AIMS: Healthcare services worldwide have been significantly impacted by the COVID-19 pandemic. Recent reports have shown a decline in hospitalization for emergency cardiac conditions. The impact of the COVID-19 pandemic on hospitalization and particularly mortality due to acute heart failure has not been thoroughly described.
METHODS AND RESULTS: In this single-centre observational study, we examined referrals to the acute heart failure team over a period of 16 weeks (7 January to 27 April 2020) spanning the ongoing COVID-19 pandemic; 283 patients referred to our acute heart failure services over the study period were included on the basis of typical symptoms, raised BNP, and echocardiogram. There was a substantial but statistically non-significant drop in referrals with 164 referred in the 8 weeks before the first UK death due to COVID-19 on 2 March 2020 (BC), compared with 119 referred after (AC) in the subsequent 8 weeks, representing a 27% reduction overall (P = 0.06). The 30 day case fatality rate was increased from 11% in the BC group compared with 21% in the AC group (risk ratio = 1.9, 95% confidence interval 1.09-3.3). Age, gender, length of stay, left ventricular ejection fraction, and N-terminal pro-brain natriuretic peptide were similar between the groups. Admission creatinine, age, and AC cohort status were found to be univariable predictors of mortality. On multivariate Cox regression analysis, only age (hazard ratio 1.04, P = 0.03) and AC cohort status (hazard ratio 2.1, P = 0.017) remained significant predictors of mortality. On sensitivity analysis, this increased mortality was driven by COVID-19 positive status.

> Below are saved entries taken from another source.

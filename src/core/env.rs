//! The four-rooms episode state machine.
//!
//! One [`FourRooms`] owns everything an episode needs: the map, the agent pose,
//! the goal, the tick counter, its random source and its episode log.
//! Terminal steps reset the episode in place, so between calls the
//! environment is always mid-episode.

#[cfg(feature = "serde")]
use serde::{Deserialize, Serialize};
use tracing::{debug, trace};

use crate::config::EnvConfig;
use crate::error::EnvError;
use crate::grid::{CellKind, Grid};
use crate::log::EpisodeLog;
use crate::mapgen;
use crate::observation::{encode, Observation};
use crate::prng::Prng;
use crate::visibility::Visibility;

#[derive(Debug, Clone, Copy, PartialEq, Eq, Hash)]
#[cfg_attr(feature = "serde", derive(Serialize, Deserialize))]
#[repr(u8)]
pub enum Direction {
    East = 0,
    South = 1,
    West = 2,
    North = 3,
}

impl Direction {
    pub const ALL: [Direction; 4] = [
        Direction::East,
        Direction::South,
        Direction::West,
        Direction::North,
    ];

    pub fn from_index(i: usize) -> Self {
        Self::ALL[i % 4]
    }

    pub fn index(self) -> usize {
        self as usize
    }

    /// Counter-clockwise quarter turn.
    pub fn turn_left(self) -> Self {
        Self::from_index(self.index() + 3)
    }

    /// Clockwise quarter turn.
    pub fn turn_right(self) -> Self {
        Self::from_index(self.index() + 1)
    }

    /// Unit step in map coordinates (`y` grows downwards).
    pub fn delta(self) -> (i32, i32) {
        match self {
            Direction::East => (1, 0),
            Direction::South => (0, 1),
            Direction::West => (-1, 0),
            Direction::North => (0, -1),
        }
    }
}

/// The discrete action space. Only the first three move the agent.
#[derive(Debug, Clone, Copy, PartialEq, Eq, Hash)]
#[cfg_attr(feature = "serde", derive(Serialize, Deserialize))]
#[repr(u8)]
pub enum Action {
    Left = 0,
    Right = 1,
    Forward = 2,
    Pickup = 3,
    Drop = 4,
    Toggle = 5,
    Done = 6,
}

impl Action {
    /// Size of the discrete action space.
    pub const COUNT: usize = 7;

    /// Decodes a host action. Unknown values map to `None` and act as a no-op.
    pub fn from_raw(raw: i32) -> Option<Self> {
        Some(match raw {
            0 => Action::Left,
            1 => Action::Right,
            2 => Action::Forward,
            3 => Action::Pickup,
            4 => Action::Drop,
            5 => Action::Toggle,
            6 => Action::Done,
            _ => return None,
        })
    }
}

/// Why an episode ended.
#[derive(Debug, Clone, Copy, PartialEq, Eq)]
#[cfg_attr(feature = "serde", derive(Serialize, Deserialize))]
pub enum EpisodeEnd {
    GoalReached,
    Timeout,
}

/// Result of a single step.
///
/// On a terminal step `observation` already belongs to the freshly reset
/// episode.
#[derive(Debug, Clone, Copy, PartialEq)]
pub struct Step {
    pub observation: Observation,
    pub reward: f32,
    pub terminal: bool,
    pub ended: Option<EpisodeEnd>,
}

#[derive(Debug, Clone)]
pub struct FourRooms {
    config: EnvConfig,
    visibility: Visibility,
    rng: Prng,
    map: Grid<CellKind>,
    agent: (i32, i32),
    dir: Direction,
    goal: (i32, i32),
    tick: u32,
    observation: Observation,
    log: EpisodeLog,
}

impl FourRooms {
    /// Validates `config`, allocates the map and starts the first episode.
    pub fn new(config: EnvConfig) -> Result<Self, EnvError> {
        config.validate()?;
        let mut env = Self {
            visibility: Visibility::from_see_through(config.see_through_walls),
            rng: Prng::new(config.seed),
            map: Grid::filled(config.size, CellKind::Empty),
            agent: (0, 0),
            dir: Direction::East,
            goal: (0, 0),
            tick: 0,
            observation: Observation::default(),
            log: EpisodeLog::new(),
            config,
        };
        env.reset();
        Ok(env)
    }

    /// Replaces the random source. Takes effect from the next reset.
    pub fn reseed(&mut self, seed: u64) {
        self.rng = Prng::new(seed);
    }

    /// Hands over an explicit random source, e.g. one derived per instance.
    pub fn set_rng(&mut self, rng: Prng) {
        self.rng = rng;
    }

    /// Starts a new episode on a freshly generated map.
    pub fn reset(&mut self) -> Observation {
        mapgen::stamp_four_rooms(&mut self.map, &mut self.rng);

        self.agent = self.sample_empty_cell(None);
        self.goal = self.sample_empty_cell(Some(self.agent));
        self.map.set(self.agent.0, self.agent.1, CellKind::Agent);
        self.map.set(self.goal.0, self.goal.1, CellKind::Goal);

        self.dir = Direction::from_index(self.rng.below(4));
        self.tick = 0;
        self.observe()
    }

    /// Applies a raw host action. Values outside `0..=2` leave the pose
    /// untouched but still advance the tick.
    pub fn step(&mut self, raw_action: i32) -> Step {
        self.apply(Action::from_raw(raw_action))
    }

    pub fn step_action(&mut self, action: Action) -> Step {
        self.apply(Some(action))
    }

    fn apply(&mut self, action: Option<Action>) -> Step {
        self.tick += 1;
        self.map.set(self.agent.0, self.agent.1, CellKind::Empty);

        let mut pos = self.agent;
        let mut dir = self.dir;
        match action {
            Some(Action::Left) => dir = dir.turn_left(),
            Some(Action::Right) => dir = dir.turn_right(),
            Some(Action::Forward) => {
                let (dx, dy) = dir.delta();
                let (nx, ny) = (pos.0 + dx, pos.1 + dy);
                match self.map.get(nx, ny) {
                    Some(cell) if !cell.is_wall() => pos = (nx, ny),
                    _ => trace!(x = nx, y = ny, "forward blocked"),
                }
            }
            Some(other) => trace!(?other, "reserved action ignored"),
            None => trace!("unknown action ignored"),
        }
        self.dir = dir;
        self.agent = pos;

        if self.agent == self.goal {
            return self.finish(EpisodeEnd::GoalReached, 1.0);
        }

        self.map.set(self.agent.0, self.agent.1, CellKind::Agent);

        if self.tick >= self.max_ticks() {
            return self.finish(EpisodeEnd::Timeout, 0.0);
        }

        Step {
            observation: self.observe(),
            reward: 0.0,
            terminal: false,
            ended: None,
        }
    }

    fn finish(&mut self, end: EpisodeEnd, reward: f32) -> Step {
        self.log.record_episode(reward, self.tick);
        debug!(?end, tick = self.tick, reward, "episode finished");
        let observation = self.reset();
        Step {
            observation,
            reward,
            terminal: true,
            ended: Some(end),
        }
    }

    fn observe(&mut self) -> Observation {
        self.observation = encode(&self.map, self.agent, self.dir, self.visibility);
        self.observation
    }

    // A well-formed four-rooms map always has empty interior cells, so the
    // rejection loop terminates.
    fn sample_empty_cell(&mut self, exclude: Option<(i32, i32)>) -> (i32, i32) {
        let hi = self.config.size - 2;
        loop {
            let x = self.rng.range_inclusive(1, hi) as i32;
            let y = self.rng.range_inclusive(1, hi) as i32;
            if self.map.get(x, y) == Some(CellKind::Empty) && exclude != Some((x, y)) {
                return (x, y);
            }
        }
    }

    /// Step budget per episode: `size²`.
    pub fn max_ticks(&self) -> u32 {
        u32::try_from(self.config.size * self.config.size).unwrap_or(u32::MAX)
    }

    pub fn size(&self) -> usize {
        self.config.size
    }

    pub fn config(&self) -> &EnvConfig {
        &self.config
    }

    pub fn visibility(&self) -> Visibility {
        self.visibility
    }

    pub fn map(&self) -> &Grid<CellKind> {
        &self.map
    }

    pub fn agent_pos(&self) -> (i32, i32) {
        self.agent
    }

    pub fn direction(&self) -> Direction {
        self.dir
    }

    pub fn goal_pos(&self) -> (i32, i32) {
        self.goal
    }

    pub fn tick(&self) -> u32 {
        self.tick
    }

    /// The most recent observation.
    pub fn observation(&self) -> &Observation {
        &self.observation
    }

    pub fn log(&self) -> &EpisodeLog {
        &self.log
    }

    /// Returns the accumulated log and starts a new one.
    pub fn take_log(&mut self) -> EpisodeLog {
        std::mem::take(&mut self.log)
    }

    /// Releases the instance and its map.
    pub fn close(self) {
        debug!(episodes = self.log.n, "closing environment");
    }

    #[cfg(test)]
    fn place(&mut self, agent: (i32, i32), dir: Direction, goal: (i32, i32)) {
        self.map.set(self.agent.0, self.agent.1, CellKind::Empty);
        self.map.set(self.goal.0, self.goal.1, CellKind::Empty);
        self.agent = agent;
        self.dir = dir;
        self.goal = goal;
        self.map.set(agent.0, agent.1, CellKind::Agent);
        self.map.set(goal.0, goal.1, CellKind::Goal);
    }
}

CONCLUSIONS: There was a reduction in referral of patients with acute heart failure with significant increase in mortality in the 8 weeks following the first reported UK death due to COVID-19. The observation of increased mortality does not appear related to a change in population in terms of demographics, left ventricular ejection fraction, or N-terminal pro-brain natriuretic peptide. The observed increased mortality appears to be related to the coexistence of COVID19 infection with acute heart failure. The study highlights the need for widespread preventative and shielding measures particularly in this group of patients especially in the light of the second wave. Longer follow-up with inclusion of data from other centres and community heart failure services will be needed.